## What to do
Retype every entry precisely and keep each line whole.

Stored data
▼
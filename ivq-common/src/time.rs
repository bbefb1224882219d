//! Timestamp utilities

use chrono::{DateTime, Utc};
use std::time::Duration;

/// Get current UTC timestamp
pub fn now() -> DateTime<Utc> {
    Utc::now()
}

/// Whole milliseconds in a duration, saturating at `u64::MAX`
pub fn duration_to_millis(duration: Duration) -> u64 {
    u64::try_from(duration.as_millis()).unwrap_or(u64::MAX)
}

#[cfg(test)]
mod tests {
    use super::*;

    #[test]
    fn test_now_returns_valid_timestamp() {
        let timestamp = now();
        // Should be a reasonable timestamp (after year 2000)
        assert!(timestamp.timestamp() > 946_684_800); // 2000-01-01 00:00:00 UTC
    }

    #[tokio::test]
    async fn test_now_successive_calls_advance() {
        let time1 = now();
        tokio::time::sleep(Duration::from_millis(10)).await;
        let time2 = now();
        assert!(time2 > time1);
    }

    #[test]
    fn test_duration_to_millis() {
        assert_eq!(duration_to_millis(Duration::from_millis(0)), 0);
        assert_eq!(duration_to_millis(Duration::from_secs(2)), 2000);
        assert_eq!(duration_to_millis(Duration::from_micros(1500)), 1);
    }
}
▲
## Exercise response
filename ivq-common/src/time.rs
repository bbefb1224882219d
//! Timestamp utilities

use chrono::{DateTime, Utc};
use std::time::Duration;

/// Get current UTC timestamp
pub fn now() -> DateTime<Utc> {
    Utc::now()
}

/// Whole milliseconds in a duration, saturating at `u64::MAX`
pub fn duration_to_millis(duration: Duration) -> u64 {
    u64::try_from(duration.as_millis()).unwrap_or(u64::MAX)
}

#[cfg(test)]
mod tests {
    use super::*;

    #[test]
    fn test_now_returns_valid_timestamp() {
        let timestamp = now();
        // Should be a reasonable timestamp (after year 2000)
        assert!(timestamp.timestamp() > 946_684_800); // 2000-01-01 00:00:00 UTC
    }

    #[tokio::test]
    async fn test_now_successive_calls_advance() {
        let time1 = now();
        tokio::time::sleep(Duration::from_millis(10)).await;
        let time2 = now();
        assert!(time2 > time1);
    }

    #[test]
    fn test_duration_to_millis() {
        assert_eq!(duration_to_millis(Duration::from_millis(0)), 0);
        assert_eq!(duration_to_millis(Duration::from_secs(2)), 2000);
        assert_eq!(duration_to_millis(Duration::from_micros(1500)), 1);
    }
}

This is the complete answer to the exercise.